_Exercise instructions:_ Please filter the listing for the string "UNAUTHENTICATED" and copy each matching line.

_Material to process:_
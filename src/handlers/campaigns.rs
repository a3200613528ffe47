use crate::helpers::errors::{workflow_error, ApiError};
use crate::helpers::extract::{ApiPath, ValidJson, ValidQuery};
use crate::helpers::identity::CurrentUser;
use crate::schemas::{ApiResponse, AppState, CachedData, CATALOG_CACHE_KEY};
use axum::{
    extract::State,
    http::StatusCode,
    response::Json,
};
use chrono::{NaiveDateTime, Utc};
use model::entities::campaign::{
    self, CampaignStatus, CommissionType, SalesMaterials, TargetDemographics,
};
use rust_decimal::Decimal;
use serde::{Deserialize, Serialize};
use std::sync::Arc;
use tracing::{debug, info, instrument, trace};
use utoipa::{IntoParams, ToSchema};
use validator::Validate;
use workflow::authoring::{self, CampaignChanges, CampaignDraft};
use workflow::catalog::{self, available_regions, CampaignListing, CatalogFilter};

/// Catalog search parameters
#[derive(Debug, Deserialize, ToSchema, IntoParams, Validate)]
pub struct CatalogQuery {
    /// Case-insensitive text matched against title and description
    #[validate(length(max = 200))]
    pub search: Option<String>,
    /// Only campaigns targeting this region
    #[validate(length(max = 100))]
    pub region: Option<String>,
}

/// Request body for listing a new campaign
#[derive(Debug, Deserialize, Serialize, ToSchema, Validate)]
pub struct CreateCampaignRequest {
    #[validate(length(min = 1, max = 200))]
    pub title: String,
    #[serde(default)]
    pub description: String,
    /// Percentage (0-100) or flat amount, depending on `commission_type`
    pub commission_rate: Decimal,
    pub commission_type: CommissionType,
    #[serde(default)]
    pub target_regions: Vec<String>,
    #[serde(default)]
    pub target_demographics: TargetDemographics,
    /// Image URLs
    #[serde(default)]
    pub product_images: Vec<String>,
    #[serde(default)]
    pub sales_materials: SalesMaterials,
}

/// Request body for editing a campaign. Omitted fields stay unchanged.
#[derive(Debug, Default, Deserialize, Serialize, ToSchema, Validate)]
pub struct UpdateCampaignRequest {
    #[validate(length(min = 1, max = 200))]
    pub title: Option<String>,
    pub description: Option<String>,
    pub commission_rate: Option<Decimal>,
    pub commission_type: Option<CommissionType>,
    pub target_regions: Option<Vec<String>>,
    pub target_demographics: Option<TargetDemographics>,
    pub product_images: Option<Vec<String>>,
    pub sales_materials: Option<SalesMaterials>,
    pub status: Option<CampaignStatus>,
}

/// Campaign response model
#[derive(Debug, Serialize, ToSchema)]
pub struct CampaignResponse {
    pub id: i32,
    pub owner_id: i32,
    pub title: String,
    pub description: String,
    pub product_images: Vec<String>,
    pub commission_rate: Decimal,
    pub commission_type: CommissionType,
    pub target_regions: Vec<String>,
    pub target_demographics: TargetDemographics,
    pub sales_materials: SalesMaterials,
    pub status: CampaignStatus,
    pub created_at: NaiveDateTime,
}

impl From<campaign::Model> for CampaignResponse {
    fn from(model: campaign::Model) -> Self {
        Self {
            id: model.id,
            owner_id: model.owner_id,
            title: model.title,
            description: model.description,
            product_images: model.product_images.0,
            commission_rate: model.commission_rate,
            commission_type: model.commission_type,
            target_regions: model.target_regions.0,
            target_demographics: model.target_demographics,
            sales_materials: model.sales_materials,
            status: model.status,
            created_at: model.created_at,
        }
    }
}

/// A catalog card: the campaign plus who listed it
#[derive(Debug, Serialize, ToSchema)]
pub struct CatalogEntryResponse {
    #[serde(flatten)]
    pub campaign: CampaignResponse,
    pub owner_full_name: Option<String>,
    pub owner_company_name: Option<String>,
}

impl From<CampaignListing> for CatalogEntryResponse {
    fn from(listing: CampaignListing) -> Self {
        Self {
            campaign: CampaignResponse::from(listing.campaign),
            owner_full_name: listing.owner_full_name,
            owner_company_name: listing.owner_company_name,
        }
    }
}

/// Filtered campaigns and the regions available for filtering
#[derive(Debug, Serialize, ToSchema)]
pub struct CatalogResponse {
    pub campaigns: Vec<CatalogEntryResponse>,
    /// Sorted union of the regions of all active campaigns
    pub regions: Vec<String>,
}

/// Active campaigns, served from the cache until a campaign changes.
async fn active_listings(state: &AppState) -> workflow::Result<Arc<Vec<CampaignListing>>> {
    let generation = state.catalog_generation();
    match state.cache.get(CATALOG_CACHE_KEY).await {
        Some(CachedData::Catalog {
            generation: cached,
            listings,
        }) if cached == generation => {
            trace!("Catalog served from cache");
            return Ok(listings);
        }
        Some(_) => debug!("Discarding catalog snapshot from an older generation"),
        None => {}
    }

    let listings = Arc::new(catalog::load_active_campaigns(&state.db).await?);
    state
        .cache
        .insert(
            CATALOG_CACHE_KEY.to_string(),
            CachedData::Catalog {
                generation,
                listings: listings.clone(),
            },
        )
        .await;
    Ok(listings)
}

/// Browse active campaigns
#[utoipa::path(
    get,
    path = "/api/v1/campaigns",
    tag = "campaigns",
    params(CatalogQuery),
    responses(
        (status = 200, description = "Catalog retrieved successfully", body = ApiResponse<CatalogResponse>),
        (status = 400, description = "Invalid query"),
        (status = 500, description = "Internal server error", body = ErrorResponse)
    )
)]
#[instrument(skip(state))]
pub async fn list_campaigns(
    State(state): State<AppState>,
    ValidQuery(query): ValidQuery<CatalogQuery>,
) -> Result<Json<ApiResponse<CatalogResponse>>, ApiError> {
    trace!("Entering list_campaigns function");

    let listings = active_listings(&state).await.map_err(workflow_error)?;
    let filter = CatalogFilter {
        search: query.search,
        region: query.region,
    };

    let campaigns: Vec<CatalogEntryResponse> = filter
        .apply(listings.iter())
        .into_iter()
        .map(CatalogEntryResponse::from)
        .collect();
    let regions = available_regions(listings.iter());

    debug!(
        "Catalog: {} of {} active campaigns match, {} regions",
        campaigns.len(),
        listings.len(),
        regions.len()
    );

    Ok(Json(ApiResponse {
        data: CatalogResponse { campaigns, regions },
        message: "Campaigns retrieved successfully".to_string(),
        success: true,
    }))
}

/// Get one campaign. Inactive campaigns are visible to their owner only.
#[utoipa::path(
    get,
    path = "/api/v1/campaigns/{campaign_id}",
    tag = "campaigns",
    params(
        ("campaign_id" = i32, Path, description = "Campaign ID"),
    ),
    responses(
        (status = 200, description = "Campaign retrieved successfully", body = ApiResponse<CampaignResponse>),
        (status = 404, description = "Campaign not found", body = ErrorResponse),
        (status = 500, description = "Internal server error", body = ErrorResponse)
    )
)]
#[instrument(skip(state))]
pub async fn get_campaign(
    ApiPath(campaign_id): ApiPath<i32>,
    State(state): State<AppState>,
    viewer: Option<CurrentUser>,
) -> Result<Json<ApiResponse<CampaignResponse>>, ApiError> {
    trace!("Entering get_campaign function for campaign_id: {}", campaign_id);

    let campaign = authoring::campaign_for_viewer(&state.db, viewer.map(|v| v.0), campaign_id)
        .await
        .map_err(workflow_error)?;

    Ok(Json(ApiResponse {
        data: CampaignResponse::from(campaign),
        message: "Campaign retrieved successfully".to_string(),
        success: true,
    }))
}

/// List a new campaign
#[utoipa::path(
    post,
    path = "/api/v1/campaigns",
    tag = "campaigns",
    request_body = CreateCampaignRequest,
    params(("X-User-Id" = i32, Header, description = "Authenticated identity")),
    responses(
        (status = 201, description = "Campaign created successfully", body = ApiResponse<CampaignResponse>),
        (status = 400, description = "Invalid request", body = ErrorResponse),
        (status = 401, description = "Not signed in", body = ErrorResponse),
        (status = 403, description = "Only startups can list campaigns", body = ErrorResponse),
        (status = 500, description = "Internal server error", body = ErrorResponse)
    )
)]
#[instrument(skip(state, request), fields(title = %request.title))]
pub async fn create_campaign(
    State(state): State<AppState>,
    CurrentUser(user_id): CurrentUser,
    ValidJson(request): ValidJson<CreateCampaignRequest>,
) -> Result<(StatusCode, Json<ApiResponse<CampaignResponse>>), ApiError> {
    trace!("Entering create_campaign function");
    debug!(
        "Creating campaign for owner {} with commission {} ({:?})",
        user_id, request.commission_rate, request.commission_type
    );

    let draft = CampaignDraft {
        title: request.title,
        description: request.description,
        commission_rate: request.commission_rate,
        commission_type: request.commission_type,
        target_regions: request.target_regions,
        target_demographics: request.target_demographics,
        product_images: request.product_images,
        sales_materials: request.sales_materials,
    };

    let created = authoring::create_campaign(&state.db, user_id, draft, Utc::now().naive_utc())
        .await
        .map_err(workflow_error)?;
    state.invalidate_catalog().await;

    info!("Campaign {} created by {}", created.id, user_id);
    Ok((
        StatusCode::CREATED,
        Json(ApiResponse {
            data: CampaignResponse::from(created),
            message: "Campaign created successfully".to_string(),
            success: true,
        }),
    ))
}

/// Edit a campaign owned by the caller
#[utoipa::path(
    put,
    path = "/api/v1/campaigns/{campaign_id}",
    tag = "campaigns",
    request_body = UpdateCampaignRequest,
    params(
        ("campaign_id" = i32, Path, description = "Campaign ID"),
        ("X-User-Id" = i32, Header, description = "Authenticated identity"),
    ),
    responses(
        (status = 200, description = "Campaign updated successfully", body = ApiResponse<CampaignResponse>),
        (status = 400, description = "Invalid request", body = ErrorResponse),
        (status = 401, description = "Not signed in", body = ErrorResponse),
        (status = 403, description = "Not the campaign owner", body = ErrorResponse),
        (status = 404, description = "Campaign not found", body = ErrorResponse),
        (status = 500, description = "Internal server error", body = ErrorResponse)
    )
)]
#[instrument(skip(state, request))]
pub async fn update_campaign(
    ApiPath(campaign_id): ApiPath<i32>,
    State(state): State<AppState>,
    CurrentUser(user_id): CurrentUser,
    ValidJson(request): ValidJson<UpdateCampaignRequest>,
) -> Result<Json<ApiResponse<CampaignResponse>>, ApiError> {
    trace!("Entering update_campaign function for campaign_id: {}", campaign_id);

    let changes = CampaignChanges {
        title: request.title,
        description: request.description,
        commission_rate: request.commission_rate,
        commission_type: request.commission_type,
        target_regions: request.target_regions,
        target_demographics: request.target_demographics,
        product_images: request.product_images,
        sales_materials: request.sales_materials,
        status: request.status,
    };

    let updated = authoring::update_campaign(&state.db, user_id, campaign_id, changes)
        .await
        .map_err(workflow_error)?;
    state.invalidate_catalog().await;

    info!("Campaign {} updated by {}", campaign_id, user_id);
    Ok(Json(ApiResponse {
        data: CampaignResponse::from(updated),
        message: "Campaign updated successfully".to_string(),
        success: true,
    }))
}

---

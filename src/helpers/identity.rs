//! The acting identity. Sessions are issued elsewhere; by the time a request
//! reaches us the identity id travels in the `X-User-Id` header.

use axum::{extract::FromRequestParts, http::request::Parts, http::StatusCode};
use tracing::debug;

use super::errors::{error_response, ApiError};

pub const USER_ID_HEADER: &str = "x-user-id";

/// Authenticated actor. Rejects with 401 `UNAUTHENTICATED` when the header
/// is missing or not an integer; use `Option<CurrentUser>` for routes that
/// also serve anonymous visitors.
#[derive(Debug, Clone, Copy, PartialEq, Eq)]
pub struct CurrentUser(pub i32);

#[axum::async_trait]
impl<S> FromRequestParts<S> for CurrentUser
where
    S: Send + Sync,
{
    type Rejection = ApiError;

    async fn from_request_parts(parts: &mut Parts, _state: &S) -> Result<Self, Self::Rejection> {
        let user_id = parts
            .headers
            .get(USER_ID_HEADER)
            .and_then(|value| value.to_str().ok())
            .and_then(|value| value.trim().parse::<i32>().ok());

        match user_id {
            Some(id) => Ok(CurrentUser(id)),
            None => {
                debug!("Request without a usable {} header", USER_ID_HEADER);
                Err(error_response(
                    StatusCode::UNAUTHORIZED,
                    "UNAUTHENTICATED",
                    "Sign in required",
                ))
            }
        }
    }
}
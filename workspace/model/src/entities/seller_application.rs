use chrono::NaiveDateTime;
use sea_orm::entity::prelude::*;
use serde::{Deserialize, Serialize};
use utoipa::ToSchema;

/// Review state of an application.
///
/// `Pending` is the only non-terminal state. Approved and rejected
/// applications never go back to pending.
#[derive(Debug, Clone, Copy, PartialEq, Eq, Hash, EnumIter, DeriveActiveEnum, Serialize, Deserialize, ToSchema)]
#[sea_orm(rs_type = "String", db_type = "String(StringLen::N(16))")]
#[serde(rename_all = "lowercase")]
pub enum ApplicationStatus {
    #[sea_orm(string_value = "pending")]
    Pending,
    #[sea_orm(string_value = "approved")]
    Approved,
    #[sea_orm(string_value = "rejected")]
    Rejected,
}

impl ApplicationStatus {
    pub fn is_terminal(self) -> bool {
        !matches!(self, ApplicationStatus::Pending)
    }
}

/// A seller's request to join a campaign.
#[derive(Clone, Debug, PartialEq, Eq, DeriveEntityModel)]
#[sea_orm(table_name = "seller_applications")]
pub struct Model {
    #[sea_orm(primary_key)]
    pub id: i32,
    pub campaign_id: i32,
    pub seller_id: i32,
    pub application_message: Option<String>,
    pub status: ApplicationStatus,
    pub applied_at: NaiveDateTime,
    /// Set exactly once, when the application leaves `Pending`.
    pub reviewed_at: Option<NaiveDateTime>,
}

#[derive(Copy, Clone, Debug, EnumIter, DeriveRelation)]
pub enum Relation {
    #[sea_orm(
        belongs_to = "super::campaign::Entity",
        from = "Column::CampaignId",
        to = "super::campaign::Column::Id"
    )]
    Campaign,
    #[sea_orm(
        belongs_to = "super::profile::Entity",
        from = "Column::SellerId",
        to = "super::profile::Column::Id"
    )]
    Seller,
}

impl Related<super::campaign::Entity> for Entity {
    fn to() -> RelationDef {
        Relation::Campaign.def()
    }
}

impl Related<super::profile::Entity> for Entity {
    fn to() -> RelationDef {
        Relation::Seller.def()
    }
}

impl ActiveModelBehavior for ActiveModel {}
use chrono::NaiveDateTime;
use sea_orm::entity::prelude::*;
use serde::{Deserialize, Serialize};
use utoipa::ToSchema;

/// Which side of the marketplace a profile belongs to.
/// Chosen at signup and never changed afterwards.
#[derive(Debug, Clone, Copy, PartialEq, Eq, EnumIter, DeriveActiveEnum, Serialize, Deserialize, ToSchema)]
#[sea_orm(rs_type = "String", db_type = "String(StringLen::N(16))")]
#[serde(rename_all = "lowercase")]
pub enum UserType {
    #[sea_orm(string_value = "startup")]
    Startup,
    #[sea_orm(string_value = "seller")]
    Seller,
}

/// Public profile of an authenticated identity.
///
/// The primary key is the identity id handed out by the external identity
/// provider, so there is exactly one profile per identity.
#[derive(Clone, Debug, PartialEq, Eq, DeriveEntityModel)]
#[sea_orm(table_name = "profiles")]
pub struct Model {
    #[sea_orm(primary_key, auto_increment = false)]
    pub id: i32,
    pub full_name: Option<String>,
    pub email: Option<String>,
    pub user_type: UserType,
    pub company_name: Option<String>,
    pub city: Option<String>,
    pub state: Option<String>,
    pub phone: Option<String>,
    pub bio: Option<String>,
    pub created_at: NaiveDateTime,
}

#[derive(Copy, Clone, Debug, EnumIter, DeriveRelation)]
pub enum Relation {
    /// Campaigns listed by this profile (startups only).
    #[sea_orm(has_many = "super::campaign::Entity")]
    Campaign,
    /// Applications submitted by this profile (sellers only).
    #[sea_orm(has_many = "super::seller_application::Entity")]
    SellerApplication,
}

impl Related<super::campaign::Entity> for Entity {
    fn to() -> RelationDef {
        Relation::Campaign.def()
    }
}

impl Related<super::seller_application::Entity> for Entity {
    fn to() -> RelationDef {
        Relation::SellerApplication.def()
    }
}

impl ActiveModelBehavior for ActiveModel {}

==

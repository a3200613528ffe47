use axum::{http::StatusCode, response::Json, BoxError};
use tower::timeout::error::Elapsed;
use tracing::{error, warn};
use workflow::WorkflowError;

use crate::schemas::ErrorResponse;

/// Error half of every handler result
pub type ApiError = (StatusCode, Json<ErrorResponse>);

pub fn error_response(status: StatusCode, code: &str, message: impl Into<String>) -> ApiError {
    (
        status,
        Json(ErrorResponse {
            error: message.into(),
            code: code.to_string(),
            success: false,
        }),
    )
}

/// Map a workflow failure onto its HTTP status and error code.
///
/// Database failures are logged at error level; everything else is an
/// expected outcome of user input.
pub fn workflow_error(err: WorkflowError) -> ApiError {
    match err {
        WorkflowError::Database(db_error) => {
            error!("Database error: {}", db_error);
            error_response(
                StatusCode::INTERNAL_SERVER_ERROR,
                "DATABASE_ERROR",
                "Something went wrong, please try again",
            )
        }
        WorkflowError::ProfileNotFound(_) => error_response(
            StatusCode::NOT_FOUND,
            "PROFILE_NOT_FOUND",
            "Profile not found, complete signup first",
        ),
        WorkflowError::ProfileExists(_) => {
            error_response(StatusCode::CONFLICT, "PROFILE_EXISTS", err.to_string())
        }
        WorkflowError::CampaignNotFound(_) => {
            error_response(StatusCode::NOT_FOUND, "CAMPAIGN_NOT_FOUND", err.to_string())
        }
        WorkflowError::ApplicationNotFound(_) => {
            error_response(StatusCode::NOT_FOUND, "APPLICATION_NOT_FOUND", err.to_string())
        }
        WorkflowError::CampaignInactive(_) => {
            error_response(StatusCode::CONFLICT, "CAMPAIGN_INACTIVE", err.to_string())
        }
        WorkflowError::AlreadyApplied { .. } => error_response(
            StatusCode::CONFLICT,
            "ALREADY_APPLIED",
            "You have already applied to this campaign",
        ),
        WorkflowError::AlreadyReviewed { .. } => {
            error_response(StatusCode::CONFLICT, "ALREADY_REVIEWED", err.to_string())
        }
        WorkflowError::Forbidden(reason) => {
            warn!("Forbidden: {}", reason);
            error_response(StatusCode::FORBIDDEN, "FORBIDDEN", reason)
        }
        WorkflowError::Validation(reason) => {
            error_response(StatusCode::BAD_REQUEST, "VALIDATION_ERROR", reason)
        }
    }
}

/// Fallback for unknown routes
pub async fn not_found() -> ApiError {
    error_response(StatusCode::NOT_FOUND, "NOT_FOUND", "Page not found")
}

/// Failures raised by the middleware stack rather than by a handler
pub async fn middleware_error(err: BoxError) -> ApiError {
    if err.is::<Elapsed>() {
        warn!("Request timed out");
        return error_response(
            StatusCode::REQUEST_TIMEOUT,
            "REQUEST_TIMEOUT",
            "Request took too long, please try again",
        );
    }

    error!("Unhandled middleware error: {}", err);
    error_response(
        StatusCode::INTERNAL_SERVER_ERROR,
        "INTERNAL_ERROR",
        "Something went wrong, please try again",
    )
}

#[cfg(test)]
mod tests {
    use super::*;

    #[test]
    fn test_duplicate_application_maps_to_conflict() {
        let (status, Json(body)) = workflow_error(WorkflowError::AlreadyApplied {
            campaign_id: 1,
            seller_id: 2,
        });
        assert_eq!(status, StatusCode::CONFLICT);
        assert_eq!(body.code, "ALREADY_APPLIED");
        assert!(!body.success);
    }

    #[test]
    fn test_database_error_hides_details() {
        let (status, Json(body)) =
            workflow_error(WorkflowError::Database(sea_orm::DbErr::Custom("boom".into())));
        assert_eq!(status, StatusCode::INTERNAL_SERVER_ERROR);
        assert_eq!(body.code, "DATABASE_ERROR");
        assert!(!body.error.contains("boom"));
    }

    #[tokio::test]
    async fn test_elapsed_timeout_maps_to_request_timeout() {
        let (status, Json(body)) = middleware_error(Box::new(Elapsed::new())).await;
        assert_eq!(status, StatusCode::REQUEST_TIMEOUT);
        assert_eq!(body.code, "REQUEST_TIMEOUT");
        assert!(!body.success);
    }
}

_Response:_
/// Authenticated actor. Rejects with 401 `UNAUTHENTICATED` when the header
                    "UNAUTHENTICATED",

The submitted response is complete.